The closure of the Sino-North Korean border and the halt of smuggling across the border has led to an economic downturn, but “real estate prices haven’t been affected,” the source said.
“An apartment on the ninth floor in Wiyon District is still going for RMB 30,000 [around USD 4,228], which was what it sold for last year,” he explained, adding, “Many apartments in the province that are located in areas great for managing smuggling operations over the border still cost the same [as last year] despite the border shutdown.”
There are people even waiting to purchase apartments in the spring because prices have not budged, Daily NK sources said.
“Apartment owners also aren’t reducing their prices despite attempts by some buyers to use the coronavirus situation as a way to purchase apartments at cheaper prices,” another source in the province said.

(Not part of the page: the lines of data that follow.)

//! Categories, hobbies and journal records

use super::{ensure_owned, OwnedResource, Repository};
use crate::database::{
    Category, CreateHobbyRequest, CreateNoteRequest, Hobby, HobbyActivity, Metadata, MoodLog,
    Note, Task,
};
use crate::error::{conflict_on_unique, AppError, Result};
use chrono::{DateTime, NaiveDate, Utc};
use sqlx::types::Json;
use uuid::Uuid;

impl OwnedResource for Category {
    const TABLE: &'static str = "categories";
    const ENTITY: &'static str = "Category";
    const ORDER_BY: &'static str = "name ASC";
}

impl OwnedResource for Hobby {
    const TABLE: &'static str = "hobbies";
    const ENTITY: &'static str = "Hobby";
}

impl OwnedResource for HobbyActivity {
    const TABLE: &'static str = "hobby_activities";
    const ENTITY: &'static str = "Hobby activity";
    const ORDER_BY: &'static str = "timestamp DESC";
}

impl OwnedResource for Note {
    const TABLE: &'static str = "notes";
    const ENTITY: &'static str = "Note";
}

impl OwnedResource for MoodLog {
    const TABLE: &'static str = "mood_logs";
    const ENTITY: &'static str = "Mood log";
}

impl Repository {
    // ===== Categories =====

    pub async fn create_category(
        &self,
        user_id: &str,
        name: &str,
        color: &str,
        now: DateTime<Utc>,
    ) -> Result<Category> {
        let id = Uuid::new_v4().to_string();

        let category = sqlx::query_as::<_, Category>(
            r#"
            INSERT INTO categories (id, user_id, name, color, created_at)
            VALUES (?, ?, ?, ?, ?)
            RETURNING *
            "#,
        )
        .bind(&id)
        .bind(user_id)
        .bind(name)
        .bind(color)
        .bind(now)
        .fetch_one(&self.pool)
        .await
        .map_err(|e| conflict_on_unique(e, format!("category '{}' already exists", name)))?;

        tracing::debug!("Created category: {} ({})", name, id);
        Ok(category)
    }

    /// Global seed categories followed by the user's own, each sorted by name
    pub async fn list_categories(&self, user_id: &str) -> Result<Vec<Category>> {
        let categories = sqlx::query_as::<_, Category>(
            r#"
            SELECT * FROM categories
            WHERE user_id IS NULL OR user_id = ?
            ORDER BY user_id IS NOT NULL, name ASC
            "#,
        )
        .bind(user_id)
        .fetch_all(&self.pool)
        .await?;

        Ok(categories)
    }

    // ===== Hobbies =====

    pub async fn create_hobby(
        &self,
        user_id: &str,
        req: CreateHobbyRequest,
        now: DateTime<Utc>,
    ) -> Result<Hobby> {
        let id = Uuid::new_v4().to_string();

        let hobby = sqlx::query_as::<_, Hobby>(
            r#"
            INSERT INTO hobbies (id, user_id, name, description, note, created_at)
            VALUES (?, ?, ?, ?, ?, ?)
            RETURNING *
            "#,
        )
        .bind(&id)
        .bind(user_id)
        .bind(&req.name)
        .bind(&req.description)
        .bind(&req.note)
        .bind(now)
        .fetch_one(&self.pool)
        .await?;

        tracing::debug!("Created hobby: {}", id);
        Ok(hobby)
    }

    /// Freeze with a reason, or unfreeze (reason cleared)
    pub async fn set_hobby_frozen(
        &self,
        user_id: &str,
        id: &str,
        frozen: bool,
        reason: &str,
    ) -> Result<Hobby> {
        let reason = if frozen { reason } else { "" };

        let rows = sqlx::query(
            "UPDATE hobbies SET frozen = ?, freeze_reason = ? WHERE id = ? AND user_id = ?",
        )
        .bind(frozen)
        .bind(reason)
        .bind(id)
        .bind(user_id)
        .execute(&self.pool)
        .await?
        .rows_affected();

        if rows == 0 {
            return Err(AppError::not_found(Hobby::ENTITY, id));
        }

        self.get_owned(user_id, id).await
    }

    pub async fn log_hobby_activity(
        &self,
        user_id: &str,
        hobby_id: &str,
        timestamp: DateTime<Utc>,
        notes: &str,
        custom_data: &Metadata,
        now: DateTime<Utc>,
    ) -> Result<HobbyActivity> {
        let mut conn = self.pool.acquire().await?;
        ensure_owned::<Hobby>(&mut conn, user_id, hobby_id).await?;

        let id = Uuid::new_v4().to_string();

        let activity = sqlx::query_as::<_, HobbyActivity>(
            r#"
            INSERT INTO hobby_activities (id, user_id, hobby_id, timestamp, notes, custom_data, created_at)
            VALUES (?, ?, ?, ?, ?, ?, ?)
            RETURNING *
            "#,
        )
        .bind(&id)
        .bind(user_id)
        .bind(hobby_id)
        .bind(timestamp)
        .bind(notes)
        .bind(Json(custom_data))
        .bind(now)
        .fetch_one(&mut *conn)
        .await?;

        tracing::debug!("Logged activity {} for hobby {}", id, hobby_id);
        Ok(activity)
    }

    pub async fn list_hobby_activities(
        &self,
        user_id: &str,
        hobby_id: &str,
    ) -> Result<Vec<HobbyActivity>> {
        let mut conn = self.pool.acquire().await?;
        ensure_owned::<Hobby>(&mut conn, user_id, hobby_id).await?;

        let activities = sqlx::query_as::<_, HobbyActivity>(
            "SELECT * FROM hobby_activities WHERE hobby_id = ? AND user_id = ? ORDER BY timestamp DESC",
        )
        .bind(hobby_id)
        .bind(user_id)
        .fetch_all(&mut *conn)
        .await?;

        Ok(activities)
    }

    /// Timestamp of the hobby's most recent activity, if any
    pub async fn last_activity_at(
        &self,
        user_id: &str,
        hobby_id: &str,
    ) -> Result<Option<DateTime<Utc>>> {
        let last = sqlx::query_scalar(
            r#"
            SELECT timestamp FROM hobby_activities
            WHERE hobby_id = ? AND user_id = ?
            ORDER BY timestamp DESC
            LIMIT 1
            "#,
        )
        .bind(hobby_id)
        .bind(user_id)
        .fetch_optional(&self.pool)
        .await?;

        Ok(last)
    }

    // ===== Journal =====

    pub async fn create_note(
        &self,
        user_id: &str,
        req: CreateNoteRequest,
        now: DateTime<Utc>,
    ) -> Result<Note> {
        let mut conn = self.pool.acquire().await?;
        // A note may only point at the caller's own task
        if let Some(task_id) = &req.task_id {
            ensure_owned::<Task>(&mut conn, user_id, task_id).await?;
        }

        let id = Uuid::new_v4().to_string();

        let note = sqlx::query_as::<_, Note>(
            r#"
            INSERT INTO notes (id, user_id, title, body, task_id, mood_at_time, created_at)
            VALUES (?, ?, ?, ?, ?, ?, ?)
            RETURNING *
            "#,
        )
        .bind(&id)
        .bind(user_id)
        .bind(&req.title)
        .bind(&req.body)
        .bind(&req.task_id)
        .bind(&req.mood_at_time)
        .bind(now)
        .fetch_one(&mut *conn)
        .await?;

        tracing::debug!("Created note: {}", id);
        Ok(note)
    }

    /// Notes newest first, optionally only those attached to one task
    pub async fn list_notes(&self, user_id: &str, task_id: Option<&str>) -> Result<Vec<Note>> {
        let notes = match task_id {
            Some(task_id) => {
                sqlx::query_as::<_, Note>(
                    "SELECT * FROM notes WHERE user_id = ? AND task_id = ? ORDER BY created_at DESC",
                )
                .bind(user_id)
                .bind(task_id)
                .fetch_all(&self.pool)
                .await?
            }
            None => self.list_owned::<Note>(user_id).await?,
        };

        Ok(notes)
    }

    /// Mark a note for delivery to the user's future self on `date`
    pub async fn schedule_note_for_future(
        &self,
        user_id: &str,
        id: &str,
        date: NaiveDate,
    ) -> Result<Note> {
        let rows = sqlx::query(
            "UPDATE notes SET send_to_future = 1, future_date = ? WHERE id = ? AND user_id = ?",
        )
        .bind(date)
        .bind(id)
        .bind(user_id)
        .execute(&self.pool)
        .await?
        .rows_affected();

        if rows == 0 {
            return Err(AppError::not_found(Note::ENTITY, id));
        }

        // Return updated note
        self.get_owned(user_id, id).await
    }

    pub async fn create_mood_log(
        &self,
        user_id: &str,
        mood: &str,
        rating: Option<i64>,
        note: &str,
        now: DateTime<Utc>,
    ) -> Result<MoodLog> {
        let id = Uuid::new_v4().to_string();

        let log = sqlx::query_as::<_, MoodLog>(
            r#"
            INSERT INTO mood_logs (id, user_id, mood, rating, note, created_at)
            VALUES (?, ?, ?, ?, ?, ?)
            RETURNING *
            "#,
        )
        .bind(&id)
        .bind(user_id)
        .bind(mood)
        .bind(rating)
        .bind(note)
        .bind(now)
        .fetch_one(&self.pool)
        .await?;

        tracing::debug!("Logged mood: {}", id);
        Ok(log)
    }
}

#[cfg(test)]
mod tests {
    use super::super::test_support::*;
    use super::*;

    #[tokio::test]
    async fn test_categories_global_then_own() {
        let repo = create_test_repo().await;
        let alice = create_test_user(&repo, "alice").await;
        let bob = create_test_user(&repo, "bob").await;

        repo.create_category(&alice.id, "Aquarium", "#0000ff", t0())
            .await
            .unwrap();

        let names: Vec<String> = repo
            .list_categories(&alice.id)
            .await
            .unwrap()
            .into_iter()
            .map(|c| c.name)
            .collect();
        assert_eq!(
            names,
            vec!["Chores", "Hobby", "School", "SmallBusiness", "Work", "Aquarium"]
        );

        assert_eq!(repo.list_categories(&bob.id).await.unwrap().len(), 5);
    }

    #[tokio::test]
    async fn test_duplicate_category_name_conflicts() {
        let repo = create_test_repo().await;
        let user = create_test_user(&repo, "bun").await;

        repo.create_category(&user.id, "Garden", "", t0()).await.unwrap();
        let err = repo
            .create_category(&user.id, "Garden", "", t0())
            .await
            .unwrap_err();
        assert!(matches!(err, AppError::Conflict(_)));
    }

    #[tokio::test]
    async fn test_seed_category_cannot_be_deleted() {
        let repo = create_test_repo().await;
        let user = create_test_user(&repo, "bun").await;

        let err = repo
            .delete_owned::<Category>(&user.id, "seed-chores")
            .await
            .unwrap_err();
        assert!(matches!(err, AppError::NotFound { .. }));
    }

    #[tokio::test]
    async fn test_hobby_freeze_clears_reason_on_unfreeze() {
        let repo = create_test_repo().await;
        let user = create_test_user(&repo, "bun").await;
        let hobby = repo
            .create_hobby(
                &user.id,
                CreateHobbyRequest {
                    name: "Knitting".to_string(),
                    ..Default::default()
                },
                t0(),
            )
            .await
            .unwrap();

        let frozen = repo
            .set_hobby_frozen(&user.id, &hobby.id, true, "busy month")
            .await
            .unwrap();
        assert!(frozen.frozen);
        assert_eq!(frozen.freeze_reason, "busy month");

        let thawed = repo
            .set_hobby_frozen(&user.id, &hobby.id, false, "ignored")
            .await
            .unwrap();
        assert!(!thawed.frozen);
        assert_eq!(thawed.freeze_reason, "");
    }

    #[tokio::test]
    async fn test_activity_requires_owned_hobby() {
        let repo = create_test_repo().await;
        let alice = create_test_user(&repo, "alice").await;
        let bob = create_test_user(&repo, "bob").await;
        let hobby = repo
            .create_hobby(
                &alice.id,
                CreateHobbyRequest {
                    name: "Painting".to_string(),
                    ..Default::default()
                },
                t0(),
            )
            .await
            .unwrap();

        let err = repo
            .log_hobby_activity(&bob.id, &hobby.id, t0(), "", &Metadata::new(), t0())
            .await
            .unwrap_err();
        assert!(matches!(err, AppError::NotFound { entity: "Hobby", .. }));

        assert!(repo.last_activity_at(&alice.id, &hobby.id).await.unwrap().is_none());
        repo.log_hobby_activity(&alice.id, &hobby.id, t0(), "sketch", &Metadata::new(), t0())
            .await
            .unwrap();
        assert_eq!(
            repo.last_activity_at(&alice.id, &hobby.id).await.unwrap(),
            Some(t0())
        );
    }

    #[tokio::test]
    async fn test_mood_rating_must_be_positive() {
        let repo = create_test_repo().await;
        let user = create_test_user(&repo, "bun").await;

        assert!(repo
            .create_mood_log(&user.id, "meh", Some(0), "", t0())
            .await
            .is_err());

        let log = repo
            .create_mood_log(&user.id, "happy", Some(5), "", t0())
            .await
            .unwrap();
        assert_eq!(log.rating, Some(5));
    }
}
use super::events::{DomainEvent, RewardEffect};
use super::rules::{
    DailyTaskBadges, FocusSessionReward, RewardRule, TaskCompletionNotice, TaskCompletionReward,
};
use std::sync::Arc;

/// Fans a domain event out to every registered rule, in registration order
#[derive(Clone)]
pub struct EventDispatcher {
    rules: Vec<Arc<dyn RewardRule>>,
}

impl EventDispatcher {
    /// A dispatcher with no rules
    pub fn new() -> Self {
        Self { rules: Vec::new() }
    }

    /// Task completion reward, daily badges, completion notice and focus reward
    pub fn with_default_rules() -> Self {
        let mut dispatcher = Self::new();
        dispatcher.register(Arc::new(TaskCompletionReward));
        dispatcher.register(Arc::new(DailyTaskBadges));
        dispatcher.register(Arc::new(TaskCompletionNotice));
        dispatcher.register(Arc::new(FocusSessionReward));
        dispatcher
    }

    pub fn register(&mut self, rule: Arc<dyn RewardRule>) {
        tracing::debug!("Registered reward rule: {}", rule.name());
        self.rules.push(rule);
    }

    pub fn dispatch(&self, event: &DomainEvent) -> Vec<RewardEffect> {
        let mut effects = Vec::new();

        for rule in &self.rules {
            let produced = rule.evaluate(event);
            if !produced.is_empty() {
                tracing::debug!("Rule {} produced {} effect(s)", rule.name(), produced.len());
            }
            effects.extend(produced);
        }

        effects
    }
}

impl Default for EventDispatcher {
    fn default() -> Self {
        Self::with_default_rules()
    }
}
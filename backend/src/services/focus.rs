//! Focus session service
//!
//! Session lifecycle is `running -> ended`, and the end transition happens
//! exactly once. `effective_minutes` is derived at that moment and the
//! session reward is settled in the same transaction.

use crate::clock::{day_bounds, Clock};
use crate::config::{
    ADAPTIVE_HISTORY_LIMIT, DEFAULT_POMODORO_BREAK_SECONDS, DEFAULT_POMODORO_WORK_SECONDS,
    FLOW_MODE_KEY, FLOW_SESSIONS_MAX_DAILY, MAX_RECORDED_SESSION_HOURS, MINI_SESSION_PROMPT,
    MINI_SUGGESTED_MINUTES, SHUFFLE_MODE_KEY,
};
use crate::database::repository::{attach_tasks, fetch_owned, finish_session, insert_session};
use crate::database::{
    CreateFocusModeRequest, FocusMode, FocusPreset, FocusSession, Metadata, RecordSessionRequest,
    Repository, Task,
};
use crate::error::{AppError, Result};
use crate::rewards::{apply_effects, DomainEvent, EventDispatcher};
use chrono::{DateTime, Duration, Utc};
use rand::seq::SliceRandom;
use serde::Serialize;
use serde_json::Value;
use sqlx::types::Json;
use sqlx::SqliteConnection;
use std::sync::Arc;
use uuid::Uuid;

#[derive(Debug, Clone, Serialize)]
pub struct StartSessionResponse {
    pub session_id: String,
    pub mode: String,
    pub message: String,
}

#[derive(Debug, Clone, Copy, PartialEq, Eq, Serialize)]
pub struct FlowAllowance {
    pub allowed: bool,
    pub current_count: i64,
    pub max_daily: i64,
}

#[derive(Debug, Clone, Serialize)]
pub struct ShuffledTask {
    pub id: String,
    pub title: String,
}

#[derive(Debug, Clone, Serialize)]
pub struct ShuffleResult {
    /// Owned tasks among the requested ids
    pub selected: Vec<ShuffledTask>,
    /// Every requested id, in random order
    pub random_order: Vec<String>,
}

#[derive(Debug, Clone, Serialize)]
pub struct MiniInfo {
    pub suggested_durations: Vec<i64>,
    pub bunny_text: String,
}

#[derive(Debug, Clone, PartialEq, Eq, Serialize)]
pub struct AdaptiveRecommendation {
    pub recommended_length: i64,
    pub message: String,
}

/// Whole minutes between two instants, never negative
pub fn effective_minutes(started_at: DateTime<Utc>, ended_at: DateTime<Utc>) -> i64 {
    (ended_at - started_at).num_seconds().div_euclid(60).max(0)
}

fn capitalize(key: &str) -> String {
    let mut chars = key.chars();
    match chars.next() {
        Some(first) => first.to_uppercase().chain(chars).collect(),
        None => String::new(),
    }
}

/// Service for focus sessions and focus modes
#[derive(Clone)]
pub struct FocusSessionService {
    repo: Repository,
    dispatcher: Arc<EventDispatcher>,
    clock: Arc<dyn Clock>,
}

impl FocusSessionService {
    pub fn new(repo: Repository, dispatcher: Arc<EventDispatcher>, clock: Arc<dyn Clock>) -> Self {
        Self {
            repo,
            dispatcher,
            clock,
        }
    }

    /// Start a running session. Task ids the user does not own are dropped.
    /// The daily flow limit is not checked here; see `flow_allowed_today`.
    pub async fn start(
        &self,
        user_id: &str,
        mode_key: &str,
        task_ids: &[String],
    ) -> Result<StartSessionResponse> {
        let mode_key = mode_key.trim();
        if mode_key.is_empty() {
            return Err(AppError::Validation("focus mode is required".to_string()));
        }

        // Prefer the user's own preset for the display name
        let mode = match FocusPreset::from_key(mode_key) {
            Some(preset) => self.repo.find_focus_mode(user_id, preset).await?,
            None => None,
        };

        // Shuffle sessions remember the order they were dealt
        let mut metadata = Metadata::new();
        if mode_key == SHUFFLE_MODE_KEY {
            let mut order = task_ids.to_vec();
            order.shuffle(&mut rand::thread_rng());
            metadata.insert("chosen_tasks".to_string(), Value::from(task_ids.to_vec()));
            metadata.insert("random_order".to_string(), Value::from(order));
        }

        let session = FocusSession {
            id: Uuid::new_v4().to_string(),
            user_id: user_id.to_string(),
            mode_id: mode.as_ref().map(|m| m.id.clone()),
            mode_name: mode
                .map(|m| m.name)
                .unwrap_or_else(|| mode_key.to_string()),
            started_at: self.clock.now(),
            ended_at: None,
            interruptions: 0,
            distractions_resisted: 0,
            effective_minutes: None,
            notes: String::new(),
            is_hyperfocus: mode_key == FLOW_MODE_KEY,
            metadata: Json(metadata),
        };

        let mut tx = self.repo.begin().await?;
        insert_session(&mut tx, &session).await?;
        let attached = attach_tasks(&mut tx, user_id, &session.id, task_ids).await?;
        tx.commit().await?;

        tracing::info!(
            "Focus session {} started in {} mode with {} task(s)",
            session.id,
            mode_key,
            attached
        );

        Ok(StartSessionResponse {
            session_id: session.id,
            mode: mode_key.to_string(),
            message: format!("{} session started.", capitalize(mode_key)),
        })
    }

    /// End a running session and return its effective minutes
    pub async fn end(&self, user_id: &str, session_id: &str) -> Result<i64> {
        let now = self.clock.now();
        let mut tx = self.repo.begin().await?;
        let session: FocusSession = fetch_owned(&mut tx, user_id, session_id).await?;

        if session.ended_at.is_some() {
            return Err(AppError::Conflict("session already ended".to_string()));
        }

        // Guarded on ended_at IS NULL
        let minutes = effective_minutes(session.started_at, now);
        if !finish_session(&mut tx, user_id, session_id, now, minutes).await? {
            return Err(AppError::Conflict("session already ended".to_string()));
        }
        self.settle_session(&mut tx, user_id, session_id, minutes, now)
            .await?;
        tx.commit().await?;

        tracing::info!("Focus session {} ended after {} minute(s)", session_id, minutes);
        Ok(minutes)
    }

    /// Log a session that already happened; it is rewarded once, on creation
    pub async fn record_session(
        &self,
        user_id: &str,
        req: RecordSessionRequest,
    ) -> Result<FocusSession> {
        let mode_name = req.mode_name.trim();
        if mode_name.is_empty() {
            return Err(AppError::Validation("focus mode is required".to_string()));
        }
        if req.ended_at < req.started_at {
            return Err(AppError::Validation(
                "session cannot end before it starts".to_string(),
            ));
        }
        if req.ended_at - req.started_at > Duration::hours(MAX_RECORDED_SESSION_HOURS) {
            return Err(AppError::Validation(format!(
                "a recorded session cannot exceed {} hours",
                MAX_RECORDED_SESSION_HOURS
            )));
        }

        let minutes = effective_minutes(req.started_at, req.ended_at);
        let session = FocusSession {
            id: Uuid::new_v4().to_string(),
            user_id: user_id.to_string(),
            mode_id: None,
            mode_name: mode_name.to_string(),
            started_at: req.started_at,
            ended_at: Some(req.ended_at),
            interruptions: req.interruptions,
            distractions_resisted: req.distractions_resisted,
            effective_minutes: Some(minutes),
            notes: req.notes,
            is_hyperfocus: mode_name.eq_ignore_ascii_case(FLOW_MODE_KEY),
            metadata: Json(Metadata::new()),
        };

        let now = self.clock.now();
        let mut tx = self.repo.begin().await?;
        insert_session(&mut tx, &session).await?;
        self.settle_session(&mut tx, user_id, &session.id, minutes, now)
            .await?;
        tx.commit().await?;

        tracing::info!("Recorded focus session {} ({} minutes)", session.id, minutes);
        Ok(session)
    }

    async fn settle_session(
        &self,
        conn: &mut SqliteConnection,
        user_id: &str,
        session_id: &str,
        effective_minutes: i64,
        now: DateTime<Utc>,
    ) -> Result<()> {
        let event = DomainEvent::FocusSessionCompleted {
            user_id: user_id.to_string(),
            session_id: session_id.to_string(),
            effective_minutes,
        };
        let effects = self.dispatcher.dispatch(&event);
        apply_effects(conn, user_id, &effects, now).await?;
        Ok(())
    }

    /// Whether another flow session fits in today's quota
    pub async fn flow_allowed_today(&self, user_id: &str) -> Result<FlowAllowance> {
        let (start, end) = day_bounds(self.clock.today());
        let current_count = self
            .repo
            .count_flow_sessions_between(user_id, start, end)
            .await?;

        Ok(FlowAllowance {
            allowed: current_count < FLOW_SESSIONS_MAX_DAILY,
            current_count,
            max_daily: FLOW_SESSIONS_MAX_DAILY,
        })
    }

    /// Owned tasks among `task_ids`, plus all of `task_ids` in random order
    pub async fn shuffle(&self, user_id: &str, task_ids: &[String]) -> Result<ShuffleResult> {
        let tasks = self.repo.owned_tasks_among(user_id, task_ids).await?;

        let mut random_order = task_ids.to_vec();
        random_order.shuffle(&mut rand::thread_rng());

        Ok(ShuffleResult {
            selected: tasks
                .into_iter()
                .map(|t| ShuffledTask {
                    id: t.id,
                    title: t.title,
                })
                .collect(),
            random_order,
        })
    }

    pub async fn get_session(&self, user_id: &str, session_id: &str) -> Result<FocusSession> {
        self.repo.get_owned(user_id, session_id).await
    }

    /// All sessions, newest first
    pub async fn list_sessions(&self, user_id: &str) -> Result<Vec<FocusSession>> {
        self.repo.list_owned(user_id).await
    }

    /// Tasks attached to a session
    pub async fn session_tasks(&self, user_id: &str, session_id: &str) -> Result<Vec<Task>> {
        let ids = self.repo.session_task_ids(user_id, session_id).await?;
        self.repo.owned_tasks_among(user_id, &ids).await
    }

    pub async fn create_focus_mode(
        &self,
        user_id: &str,
        req: CreateFocusModeRequest,
    ) -> Result<FocusMode> {
        if req.name.trim().is_empty() {
            return Err(AppError::Validation("focus mode name is required".to_string()));
        }
        self.repo.create_focus_mode(user_id, req, self.clock.now()).await
    }

    pub async fn list_focus_modes(&self, user_id: &str) -> Result<Vec<FocusMode>> {
        self.repo.list_owned(user_id).await
    }

    /// The user's pomodoro preset config, or the 25/5 default
    pub async fn pomodoro_config(&self, user_id: &str) -> Result<Metadata> {
        if let Some(mode) = self.repo.find_focus_mode(user_id, FocusPreset::Pomodoro).await? {
            return Ok(mode.config.0);
        }

        let mut config = Metadata::new();
        config.insert(
            "work_seconds".to_string(),
            Value::from(DEFAULT_POMODORO_WORK_SECONDS),
        );
        config.insert(
            "break_seconds".to_string(),
            Value::from(DEFAULT_POMODORO_BREAK_SECONDS),
        );
        Ok(config)
    }

    pub fn mini_info(&self) -> MiniInfo {
        MiniInfo {
            suggested_durations: MINI_SUGGESTED_MINUTES.to_vec(),
            bunny_text: MINI_SESSION_PROMPT.to_string(),
        }
    }

    /// Average length of the most recent sessions, unfinished ones counting
    /// as zero. `None` without any history.
    pub async fn adaptive_recommendation(
        &self,
        user_id: &str,
    ) -> Result<Option<AdaptiveRecommendation>> {
        let sessions = self
            .repo
            .recent_sessions(user_id, ADAPTIVE_HISTORY_LIMIT)
            .await?;

        if sessions.is_empty() {
            return Ok(None);
        }

        // Unfinished sessions add nothing but still count
        let total: i64 = sessions.iter().filter_map(|s| s.effective_minutes).sum();
        let average = total / sessions.len() as i64;

        Ok(Some(AdaptiveRecommendation {
            recommended_length: average,
            message: format!("You focus best around {} minutes.", average),
        }))
    }
}
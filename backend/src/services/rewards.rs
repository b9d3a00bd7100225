//! Rewards service
//!
//! Read side of the reward ledger and badge registry.

use super::DisciplineService;
use crate::clock::Clock;
use crate::database::{Badge, Repository};
use crate::error::Result;
use serde::Serialize;
use std::sync::Arc;

#[derive(Debug, Clone, PartialEq, Eq, Serialize)]
pub struct RewardProfile {
    pub level: i64,
    pub xp: i64,
    pub coins: i64,
    pub badge_count: i64,
}

#[derive(Clone)]
pub struct RewardService {
    repo: Repository,
    discipline: DisciplineService,
    clock: Arc<dyn Clock>,
}

impl RewardService {
    pub fn new(repo: Repository, discipline: DisciplineService, clock: Arc<dyn Clock>) -> Self {
        Self {
            repo,
            discipline,
            clock,
        }
    }

    /// Level, XP, coins and badge count. Runs the weekly discipline check first.
    pub async fn profile(&self, user_id: &str) -> Result<RewardProfile> {
        self.discipline.check_weekly_discipline(user_id).await?;

        let summary = self.repo.reward_summary(user_id, self.clock.now()).await?;
        let badge_count = self.repo.count_badges(user_id).await?;

        Ok(RewardProfile {
            level: summary.level,
            xp: summary.xp,
            coins: summary.coins,
            badge_count,
        })
    }

    /// Badges, most recently earned first
    pub async fn list_badges(&self, user_id: &str) -> Result<Vec<Badge>> {
        self.repo.list_owned(user_id).await
    }
}

#[cfg(test)]
mod tests {
    use super::*;
    use crate::clock::FixedClock;
    use crate::database::repository::test_support::*;

    #[tokio::test]
    async fn test_profile_triggers_discipline_check() {
        let repo = create_test_repo().await;
        let clock: Arc<dyn Clock> = Arc::new(FixedClock::new(t0()));
        let service = RewardService::new(
            repo.clone(),
            DisciplineService::new(repo.clone(), clock.clone()),
            clock,
        );
        let user = create_test_user(&repo, "bun").await;

        let profile = service.profile(&user.id).await.unwrap();
        assert_eq!(
            profile,
            RewardProfile {
                level: 1,
                xp: 0,
                coins: 100,
                badge_count: 1
            }
        );

        // Second fetch the same day changes nothing
        assert_eq!(service.profile(&user.id).await.unwrap(), profile);

        let badges = service.list_badges(&user.id).await.unwrap();
        assert_eq!(badges[0].key, "no_impulsive_week");
    }
}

“Apartments in a building located next to the headquarters of the Ryanggang Daily [a local party-run newspaper] are selling for RMB 33,000 [USD 4,650] to RMB 40,000 [USD 5,637],” the source said.
“Prices shift depending on how much sunlight they receive,” he explained, adding, “Apartments across the street from the newspaper building are selling at similar prices.”
North Korea’s economy is heavily dependent on China, but the country has opted for an uncompromising disease control policy to prevent the spread of COVID-19.
The closure of the Sino-North Korean border has seen commodity prices skyrocket and market vendors have seen huge decreases in profits.
North Korea does not officially allow anyone to own private property; however, the country does have a functioning real estate market. In fact, the country’s real estate space has been at the forefront of privatization and marketization trends in the country.